(The records begins)

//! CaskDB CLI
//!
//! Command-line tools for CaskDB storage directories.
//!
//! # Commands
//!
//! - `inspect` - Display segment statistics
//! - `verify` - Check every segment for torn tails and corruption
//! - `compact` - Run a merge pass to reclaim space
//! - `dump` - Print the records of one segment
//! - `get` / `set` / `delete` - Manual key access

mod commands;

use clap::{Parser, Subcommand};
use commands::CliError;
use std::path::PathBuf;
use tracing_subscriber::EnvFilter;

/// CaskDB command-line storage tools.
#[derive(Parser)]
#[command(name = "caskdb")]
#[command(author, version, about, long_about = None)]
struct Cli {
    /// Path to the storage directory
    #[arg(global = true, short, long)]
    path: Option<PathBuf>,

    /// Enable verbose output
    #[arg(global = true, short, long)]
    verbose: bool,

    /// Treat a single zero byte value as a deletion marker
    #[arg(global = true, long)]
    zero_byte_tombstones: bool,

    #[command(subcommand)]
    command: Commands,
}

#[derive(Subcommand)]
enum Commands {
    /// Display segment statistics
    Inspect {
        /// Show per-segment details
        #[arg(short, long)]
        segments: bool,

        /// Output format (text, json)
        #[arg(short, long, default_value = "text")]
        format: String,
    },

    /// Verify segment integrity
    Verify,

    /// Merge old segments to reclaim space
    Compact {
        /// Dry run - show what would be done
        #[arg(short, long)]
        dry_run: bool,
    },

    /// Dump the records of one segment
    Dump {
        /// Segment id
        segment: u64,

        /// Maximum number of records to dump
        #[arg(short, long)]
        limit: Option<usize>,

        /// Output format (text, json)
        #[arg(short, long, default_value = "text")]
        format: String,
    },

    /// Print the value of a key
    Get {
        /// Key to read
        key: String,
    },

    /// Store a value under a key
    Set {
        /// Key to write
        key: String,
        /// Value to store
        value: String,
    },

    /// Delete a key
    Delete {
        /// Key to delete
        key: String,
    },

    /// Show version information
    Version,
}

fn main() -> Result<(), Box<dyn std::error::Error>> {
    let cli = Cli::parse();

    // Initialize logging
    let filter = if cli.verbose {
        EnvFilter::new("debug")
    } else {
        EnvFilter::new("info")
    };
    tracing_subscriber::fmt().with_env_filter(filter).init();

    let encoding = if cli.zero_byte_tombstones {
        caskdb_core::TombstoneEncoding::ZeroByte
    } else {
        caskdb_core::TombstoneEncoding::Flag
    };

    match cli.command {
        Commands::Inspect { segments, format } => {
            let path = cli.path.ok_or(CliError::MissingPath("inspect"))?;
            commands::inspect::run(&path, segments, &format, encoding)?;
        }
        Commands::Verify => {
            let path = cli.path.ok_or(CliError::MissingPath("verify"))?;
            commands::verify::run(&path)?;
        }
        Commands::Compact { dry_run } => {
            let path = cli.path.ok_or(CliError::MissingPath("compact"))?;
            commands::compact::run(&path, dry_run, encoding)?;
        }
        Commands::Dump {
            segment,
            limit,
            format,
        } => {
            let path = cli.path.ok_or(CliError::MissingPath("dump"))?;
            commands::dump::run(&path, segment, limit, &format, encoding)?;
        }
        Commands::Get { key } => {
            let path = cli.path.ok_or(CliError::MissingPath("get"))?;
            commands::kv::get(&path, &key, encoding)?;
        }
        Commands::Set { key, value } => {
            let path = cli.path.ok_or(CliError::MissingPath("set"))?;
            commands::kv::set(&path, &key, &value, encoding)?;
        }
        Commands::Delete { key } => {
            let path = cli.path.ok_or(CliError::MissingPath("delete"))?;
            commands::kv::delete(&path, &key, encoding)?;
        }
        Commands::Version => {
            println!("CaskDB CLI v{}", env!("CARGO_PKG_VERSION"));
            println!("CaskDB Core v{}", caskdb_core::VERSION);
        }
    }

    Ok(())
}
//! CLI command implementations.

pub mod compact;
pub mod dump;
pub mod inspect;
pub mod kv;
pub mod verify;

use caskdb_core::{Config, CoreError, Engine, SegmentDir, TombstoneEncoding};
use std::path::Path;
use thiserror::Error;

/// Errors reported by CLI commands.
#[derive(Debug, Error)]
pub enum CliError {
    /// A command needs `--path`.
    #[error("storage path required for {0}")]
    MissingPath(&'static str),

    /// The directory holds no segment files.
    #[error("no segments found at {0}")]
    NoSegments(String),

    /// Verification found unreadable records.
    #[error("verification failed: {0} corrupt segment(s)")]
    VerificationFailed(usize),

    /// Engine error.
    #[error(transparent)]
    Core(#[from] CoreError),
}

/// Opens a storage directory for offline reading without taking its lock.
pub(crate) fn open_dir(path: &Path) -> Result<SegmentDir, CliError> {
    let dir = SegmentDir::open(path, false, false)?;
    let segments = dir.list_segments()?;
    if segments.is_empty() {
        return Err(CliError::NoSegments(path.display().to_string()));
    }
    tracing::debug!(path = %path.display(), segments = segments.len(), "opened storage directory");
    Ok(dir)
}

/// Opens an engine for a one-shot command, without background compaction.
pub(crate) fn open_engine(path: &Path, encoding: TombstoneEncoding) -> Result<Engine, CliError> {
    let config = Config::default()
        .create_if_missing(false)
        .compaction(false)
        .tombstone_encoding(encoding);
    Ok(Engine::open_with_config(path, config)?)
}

(The records ends)

All of the entries are to be set down again without alteration.

▶ Solution to this exercise
//! CaskDB CLI
//!
//! Command-line tools for CaskDB storage directories.
//!
//! # Commands
//!
//! - `inspect` - Display segment statistics
//! - `verify` - Check every segment for torn tails and corruption
//! - `compact` - Run a merge pass to reclaim space
//! - `dump` - Print the records of one segment
//! - `get` / `set` / `delete` - Manual key access

mod commands;

use clap::{Parser, Subcommand};
use commands::CliError;
use std::path::PathBuf;
use tracing_subscriber::EnvFilter;

/// CaskDB command-line storage tools.
#[derive(Parser)]
#[command(name = "caskdb")]
#[command(author, version, about, long_about = None)]
struct Cli {
    /// Path to the storage directory
    #[arg(global = true, short, long)]
    path: Option<PathBuf>,

    /// Enable verbose output
    #[arg(global = true, short, long)]
    verbose: bool,

    /// Treat a single zero byte value as a deletion marker
    #[arg(global = true, long)]
    zero_byte_tombstones: bool,

    #[command(subcommand)]
    command: Commands,
}

#[derive(Subcommand)]
enum Commands {
    /// Display segment statistics
    Inspect {
        /// Show per-segment details
        #[arg(short, long)]
        segments: bool,

        /// Output format (text, json)
        #[arg(short, long, default_value = "text")]
        format: String,
    },

    /// Verify segment integrity
    Verify,

    /// Merge old segments to reclaim space
    Compact {
        /// Dry run - show what would be done
        #[arg(short, long)]
        dry_run: bool,
    },

    /// Dump the records of one segment
    Dump {
        /// Segment id
        segment: u64,

        /// Maximum number of records to dump
        #[arg(short, long)]
        limit: Option<usize>,

        /// Output format (text, json)
        #[arg(short, long, default_value = "text")]
        format: String,
    },

    /// Print the value of a key
    Get {
        /// Key to read
        key: String,
    },

    /// Store a value under a key
    Set {
        /// Key to write
        key: String,
        /// Value to store
        value: String,
    },

    /// Delete a key
    Delete {
        /// Key to delete
        key: String,
    },

    /// Show version information
    Version,
}

fn main() -> Result<(), Box<dyn std::error::Error>> {
    let cli = Cli::parse();

    // Initialize logging
    let filter = if cli.verbose {
        EnvFilter::new("debug")
    } else {
        EnvFilter::new("info")
    };
    tracing_subscriber::fmt().with_env_filter(filter).init();

    let encoding = if cli.zero_byte_tombstones {
        caskdb_core::TombstoneEncoding::ZeroByte
    } else {
        caskdb_core::TombstoneEncoding::Flag
    };

    match cli.command {
        Commands::Inspect { segments, format } => {
            let path = cli.path.ok_or(CliError::MissingPath("inspect"))?;
            commands::inspect::run(&path, segments, &format, encoding)?;
        }
        Commands::Verify => {
            let path = cli.path.ok_or(CliError::MissingPath("verify"))?;
            commands::verify::run(&path)?;
        }
        Commands::Compact { dry_run } => {
            let path = cli.path.ok_or(CliError::MissingPath("compact"))?;
            commands::compact::run(&path, dry_run, encoding)?;
        }
        Commands::Dump {
            segment,
            limit,
            format,
        } => {
            let path = cli.path.ok_or(CliError::MissingPath("dump"))?;
            commands::dump::run(&path, segment, limit, &format, encoding)?;
        }
        Commands::Get { key } => {
            let path = cli.path.ok_or(CliError::MissingPath("get"))?;
            commands::kv::get(&path, &key, encoding)?;
        }
        Commands::Set { key, value } => {
            let path = cli.path.ok_or(CliError::MissingPath("set"))?;
            commands::kv::set(&path, &key, &value, encoding)?;
        }
        Commands::Delete { key } => {
            let path = cli.path.ok_or(CliError::MissingPath("delete"))?;
            commands::kv::delete(&path, &key, encoding)?;
        }
        Commands::Version => {
            println!("CaskDB CLI v{}", env!("CARGO_PKG_VERSION"));
            println!("CaskDB Core v{}", caskdb_core::VERSION);
        }
    }

    Ok(())
}
//! CLI command implementations.

pub mod compact;
pub mod dump;
pub mod inspect;
pub mod kv;
pub mod verify;

use caskdb_core::{Config, CoreError, Engine, SegmentDir, TombstoneEncoding};
use std::path::Path;
use thiserror::Error;

/// Errors reported by CLI commands.
#[derive(Debug, Error)]
pub enum CliError {
    /// A command needs `--path`.
    #[error("storage path required for {0}")]
    MissingPath(&'static str),

    /// The directory holds no segment files.
    #[error("no segments found at {0}")]
    NoSegments(String),

    /// Verification found unreadable records.
    #[error("verification failed: {0} corrupt segment(s)")]
    VerificationFailed(usize),

    /// Engine error.
    #[error(transparent)]
    Core(#[from] CoreError),
}

/// Opens a storage directory for offline reading without taking its lock.
pub(crate) fn open_dir(path: &Path) -> Result<SegmentDir, CliError> {
    let dir = SegmentDir::open(path, false, false)?;
    let segments = dir.list_segments()?;
    if segments.is_empty() {
        return Err(CliError::NoSegments(path.display().to_string()));
    }
    tracing::debug!(path = %path.display(), segments = segments.len(), "opened storage directory");
    Ok(dir)
}

/// Opens an engine for a one-shot command, without background compaction.
pub(crate) fn open_engine(path: &Path, encoding: TombstoneEncoding) -> Result<Engine, CliError> {
    let config = Config::default()
        .create_if_missing(false)
        .compaction(false)
        .tombstone_encoding(encoding);
    Ok(Engine::open_with_config(path, config)?)
}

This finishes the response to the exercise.